Records supplied Block Start
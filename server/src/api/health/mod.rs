//! Health check

use axum::routing::get;
use axum::{Json, Router};
use serde_json::{json, Value};

use crate::core::AppState;

pub fn router() -> Router<AppState> {
    Router::new().route("/health", get(health))
}

async fn health() -> Json<Value> {
    Json(json!({
        "status": "ok",
        "version": env!("CARGO_PKG_VERSION"),
    }))
}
Records supplied Block End
Problem details:
Please state how many lines in the entries above include the word "Router", giving only the number.

Response box:
3